Tuesday, May 26, 2015

What you may not know: Week of May 26

It's an abbreviated holiday week for the Appleton Common Council, but we'll still be busy with a partial slate of committees. Here are some of the items we'll be discussing:

Finance, Tuesday, 4:30 p.m.

Our first meeting of the week will likely draw a fair amount of attention, as the Finance Committee is expected to make a recommendation regarding a resolution calling for a referendum on the proposal to build a new Appleton Public Library.

The resolution is identical in language to one the council rejected in November: In fact, a council rule had to be changed to allow this resolution to be submitted again so soon. If it passes, voters would be asked the following question: "Should at least $30 million be spent by the taxpayers of the City of Appleton to construct a new municipal library?"

Council rejected this call for a referendum last fall at least partially because that question, as written, has some issues. The resubmittal of the resolution also creates some new problems:

  • Vague answer. If this question appears on the ballot and the voters choose to vote "no," we'll never know why. There are a large number of moving parts in this project, including but not limited to the site, the cost, perceptions related to need for the facility, etc. A simple "no" vote without any further information gathered would make it very difficult for us to move forward in any coherent way. 
  • Timing. The resolution calls for a referendum to be placed on the ballot at our next scheduled election in April of 2016. That's nearly a full year the project would have to spend in limbo while we wait to see what the voters think.
  • Fairness to involved parties. The city has been involved in discussions to purchase the two properties likely to hold a future library for some time now, and both sides have a strong interest in bringing this matter to a close so they know what their future holds. Adding another wrinkle to this process would leave both of the existing property owners hanging with an uncertain future for another year.
  • Expense. In a related note, sending this project to referendum would likely increase its final cost. Ongoing work to keep the project positioned to move forward if approved would have to continue, and rising municipal interest rates would likely increase the cost of the final result. 
For those reasons and others I've previously discussed, I think going to referendum represents a bad decision. 

Municipal Services, Tuesday, 6:30 p.m.

In each of my last two posts I've mentioned several proposed changes to the way the city enforces downtown parking, including ending parking enforcement at 6 p.m., reducing the cost of meters north of Washington Street and extending the time limit on those meters. Approval of those three changes has been delayed briefly and the committee will discuss the matter again this week 

The changes are still likely to pass eventually, but the delay was needed to address some questions about how these changes will impact the parking lot in front of the library. That discussion is expected to happen tonight and the full council should see this item again next week.

Appleton Redevelopment Authority and Community and Economic Development Committee, Wednesday, 4 and 5 p.m.

Finally, this week the efforts to build an exhibition center in downtown Appleton may take another step forward as both the Redevelopment Authority and Community and Economic Development Committees will be asked to recommend approval of a new contract with the consulting firm helping us with the project, Hinshaw and Culbertson.

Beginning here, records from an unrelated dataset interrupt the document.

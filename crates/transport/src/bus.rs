//! Message publishing/subscription abstraction (mechanics only).
//!
//! A [`MessageBus`] is how deliveries reach a consumer process in this
//! workspace: broker adapters publish onto it, and a consumer worker reads
//! from a [`Subscription`] and feeds each delivery into a scheduler.
//!
//! ## Delivery guarantees
//!
//! - **At-least-once**: a delivery may be seen more than once; batch handlers
//!   must be idempotent.
//! - **No cross-publisher ordering**: deliveries from one publisher arrive in
//!   publish order, nothing more.
//! - **No persistence**: the bus distributes, the broker stores.

use std::sync::Arc;
use std::sync::mpsc::{Receiver, RecvError, RecvTimeoutError, TryRecvError};
use std::time::Duration;

/// A subscription to a message stream.
///
/// Each subscription gets a copy of every message published after it was
/// created (broadcast semantics).
///
/// ```ignore
/// let sub = bus.subscribe();
/// loop {
///     match sub.recv_timeout(Duration::from_millis(250)) {
///         Ok(delivery) => scheduler.receive(delivery),
///         Err(RecvTimeoutError::Timeout) => continue,  // check for shutdown
///         Err(RecvTimeoutError::Disconnected) => break, // bus dropped
///     }
/// }
/// ```
///
/// Subscriptions are meant for a single consuming thread.
#[derive(Debug)]
pub struct Subscription<M> {
    receiver: Receiver<M>,
}

impl<M> Subscription<M> {
    pub fn new(receiver: Receiver<M>) -> Self {
        Self { receiver }
    }

    /// Block until the next message is available.
    pub fn recv(&self) -> Result<M, RecvError> {
        self.receiver.recv()
    }

    /// Try to receive a message without blocking.
    pub fn try_recv(&self) -> Result<M, TryRecvError> {
        self.receiver.try_recv()
    }

    /// Block for up to `timeout` waiting for a message.
    pub fn recv_timeout(&self, timeout: Duration) -> Result<M, RecvTimeoutError> {
        self.receiver.recv_timeout(timeout)
    }
}

/// Transport-agnostic pub/sub.
///
/// `publish` may fail (bus closed, network error); the caller decides what a
/// failure means. On the retry path a failed publish is logged and the item
/// is lost to further retries.
pub trait MessageBus<M>: Send + Sync {
    type Error: core::fmt::Debug + Send + Sync + 'static;

    fn publish(&self, message: M) -> Result<(), Self::Error>;

    fn subscribe(&self) -> Subscription<M>;
}

impl<M, B> MessageBus<M> for Arc<B>
where
    B: MessageBus<M> + ?Sized,
{
    type Error = B::Error;

    fn publish(&self, message: M) -> Result<(), Self::Error> {
        (**self).publish(message)
    }

    fn subscribe(&self) -> Subscription<M> {
        (**self).subscribe()
    }
}
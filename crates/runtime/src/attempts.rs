//! Per-message retry counting, carried in the message's own attributes.

use batchline_core::{Attributes, BatchConfig};

/// What to do with an item the batch handler reported as failed.
#[derive(Debug, Copy, Clone, PartialEq, Eq)]
pub enum Disposition {
    /// Resubmit; `attempt` has been written back into the attributes.
    Retry { attempt: u32 },
    /// Retry budget exhausted; attributes were left untouched.
    DeadLetter { attempts: u32 },
}

/// Reads, increments and writes back the retry counter.
///
/// Counter seed when the attribute cannot be read:
/// - a message with no attributes at all starts at `0`;
/// - a message with attributes but no parseable counter starts at `1`.
#[derive(Debug, Clone, PartialEq, Eq)]
pub struct AttemptTracker {
    key: String,
    limit: u32,
}

impl AttemptTracker {
    pub fn new(key: impl Into<String>, limit: u32) -> Self {
        Self {
            key: key.into(),
            limit,
        }
    }

    pub fn from_config(config: &BatchConfig) -> Self {
        Self::new(config.retry_count_key(), config.limit_retry)
    }

    pub fn key(&self) -> &str {
        &self.key
    }

    pub fn limit(&self) -> u32 {
        self.limit
    }

    /// Failures already recorded on this message.
    pub fn observed(&self, attributes: &Attributes) -> u32 {
        if attributes.is_empty() {
            return 0;
        }
        attributes
            .get(&self.key)
            .and_then(|raw| raw.trim().parse::<u32>().ok())
            .unwrap_or(1)
    }

    /// Count one more failure and decide the item's fate.
    pub fn record_failure(&self, attributes: &mut Attributes) -> Disposition {
        let attempt = self.observed(attributes).saturating_add(1);
        if attempt > self.limit {
            return Disposition::DeadLetter { attempts: attempt };
        }
        attributes.insert(self.key.clone(), attempt.to_string());
        Disposition::Retry { attempt }
    }
}
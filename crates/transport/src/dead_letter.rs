//! In-memory dead-letter queue.
//!
//! Keeps the most recent abandoned items for inspection or manual replay.
//! Bounded: once full, the oldest entry is evicted and counted as dropped.

use std::collections::VecDeque;
use std::sync::atomic::{AtomicU64, Ordering};
use std::sync::{Mutex, MutexGuard, PoisonError};

use chrono::{DateTime, Utc};
use serde::{Deserialize, Serialize};

use batchline_core::{Attributes, ConsumerResult};

use crate::sink::DeadLetterHandler;

/// Entry in the dead-letter queue.
#[derive(Debug, Clone, PartialEq, Eq, Serialize, Deserialize)]
pub struct DeadLetterEntry {
    pub data: Vec<u8>,
    pub attributes: Attributes,
    pub dead_lettered_at: DateTime<Utc>,
}

impl DeadLetterEntry {
    pub fn new(data: Vec<u8>, attributes: Attributes) -> Self {
        Self {
            data,
            attributes,
            dead_lettered_at: Utc::now(),
        }
    }
}

#[derive(Debug)]
pub struct DeadLetterQueue {
    entries: Mutex<VecDeque<DeadLetterEntry>>,
    capacity: usize,
    total_captured: AtomicU64,
    total_dropped: AtomicU64,
}

impl DeadLetterQueue {
    pub const DEFAULT_CAPACITY: usize = 1000;

    pub fn new(capacity: usize) -> Self {
        Self {
            entries: Mutex::new(VecDeque::with_capacity(capacity.min(1024))),
            capacity: capacity.max(1),
            total_captured: AtomicU64::new(0),
            total_dropped: AtomicU64::new(0),
        }
    }

    fn lock(&self) -> MutexGuard<'_, VecDeque<DeadLetterEntry>> {
        self.entries.lock().unwrap_or_else(PoisonError::into_inner)
    }

    pub fn push(&self, entry: DeadLetterEntry) {
        let mut entries = self.lock();
        if entries.len() >= self.capacity {
            entries.pop_front();
            self.total_dropped.fetch_add(1, Ordering::Relaxed);
        }
        entries.push_back(entry);
        self.total_captured.fetch_add(1, Ordering::Relaxed);
    }

    /// Snapshot of the current entries, oldest first.
    pub fn entries(&self) -> Vec<DeadLetterEntry> {
        self.lock().iter().cloned().collect()
    }

    /// Remove and return every entry (e.g. for replay).
    pub fn drain(&self) -> Vec<DeadLetterEntry> {
        self.lock().drain(..).collect()
    }

    pub fn len(&self) -> usize {
        self.lock().len()
    }

    pub fn is_empty(&self) -> bool {
        self.lock().is_empty()
    }

    pub fn total_captured(&self) -> u64 {
        self.total_captured.load(Ordering::Relaxed)
    }

    pub fn total_dropped(&self) -> u64 {
        self.total_dropped.load(Ordering::Relaxed)
    }
}

impl Default for DeadLetterQueue {
    fn default() -> Self {
        Self::new(Self::DEFAULT_CAPACITY)
    }
}

impl DeadLetterHandler for DeadLetterQueue {
    fn dead_letter(&self, data: &[u8], attributes: &Attributes) -> ConsumerResult<()> {
        self.push(DeadLetterEntry::new(data.to_vec(), attributes.clone()));
        Ok(())
    }
}

#[cfg(test)]
mod tests {
    use super::*;

    #[test]
    fn stores_entries_in_order() {
        let dlq = DeadLetterQueue::default();
        dlq.dead_letter(b"a", &Attributes::new()).unwrap();
        dlq.dead_letter(b"b", &Attributes::new()).unwrap();

        let data: Vec<Vec<u8>> = dlq.entries().into_iter().map(|e| e.data).collect();
        assert_eq!(data, vec![b"a".to_vec(), b"b".to_vec()]);
        assert_eq!(dlq.total_captured(), 2);
    }

    #[test]
    fn evicts_oldest_when_full() {
        let dlq = DeadLetterQueue::new(2);
        for payload in [b"1", b"2", b"3"] {
            dlq.dead_letter(payload, &Attributes::new()).unwrap();
        }

        assert_eq!(dlq.len(), 2);
        assert_eq!(dlq.total_dropped(), 1);
        assert_eq!(dlq.entries()[0].data, b"2");
    }

    #[test]
    fn drain_empties_queue() {
        let dlq = DeadLetterQueue::new(10);
        dlq.dead_letter(b"x", &Attributes::new()).unwrap();

        assert_eq!(dlq.drain().len(), 1);
        assert!(dlq.is_empty());
        assert_eq!(dlq.total_captured(), 1);
    }
}
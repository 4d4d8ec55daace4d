//! Pending-message buffer plus its "last flush" watermark.
//!
//! The buffer itself is not synchronised; the owning scheduler keeps it
//! behind a single mutex and every read or write happens under that lock.

use std::time::Instant;

use batchline_core::Message;

use crate::trigger::{FlushReason, FlushTrigger};

#[derive(Debug)]
pub struct BatchBuffer<T> {
    items: Vec<Message<T>>,
    last_flush: Instant,
}

impl<T> BatchBuffer<T> {
    pub fn new(capacity: usize) -> Self {
        Self::starting_at(capacity, Instant::now())
    }

    /// Buffer whose watermark starts at `last_flush` (tests, replay).
    pub fn starting_at(capacity: usize, last_flush: Instant) -> Self {
        Self {
            items: Vec::with_capacity(capacity),
            last_flush,
        }
    }

    pub fn push(&mut self, message: Message<T>) {
        self.items.push(message);
    }

    pub fn len(&self) -> usize {
        self.items.len()
    }

    pub fn is_empty(&self) -> bool {
        self.items.is_empty()
    }

    pub fn capacity(&self) -> usize {
        self.items.capacity()
    }

    pub fn last_flush(&self) -> Instant {
        self.last_flush
    }

    pub fn items(&self) -> &[Message<T>] {
        &self.items
    }

    pub fn check(&self, trigger: &FlushTrigger, now: Instant) -> Option<FlushReason> {
        trigger.check(self.items.len(), now.saturating_duration_since(self.last_flush))
    }

    pub fn is_ready(&self, trigger: &FlushTrigger, now: Instant) -> bool {
        self.check(trigger, now).is_some()
    }

    /// Move the pending items out, keeping the allocation for the next batch.
    pub fn take_batch(&mut self) -> Vec<Message<T>> {
        self.items.drain(..).collect()
    }

    /// End-of-flush bookkeeping: empty buffer, watermark advanced to `now`.
    ///
    /// This is the only place the watermark moves.
    pub fn reset(&mut self, now: Instant) {
        self.items.clear();
        self.last_flush = now;
    }
}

The new contract calls for $160,000 for our consultants to work on building the coalition of neighboring communities necessary for the room tax to fund the project, working with the eventual lender on the borrowing element, negotiating the management agreement for the facility between the city and the hotel's new owners and creating governance policies for the ARA. In addition, the city could spend another $80,000 on closing costs and bond issuance, although those payments would come from the proceeds from the borrowing.

You can see agendas for all of this week's meetings and the full schedule at the city's Legistar page.

Keeping you informed on issues that may impact you around the city is one of my primary goals as an alderman. Making the council's activity as accessible as possible to as many people as are interested is part of my goal to make it easier for more people to get involved with issues that matter to them.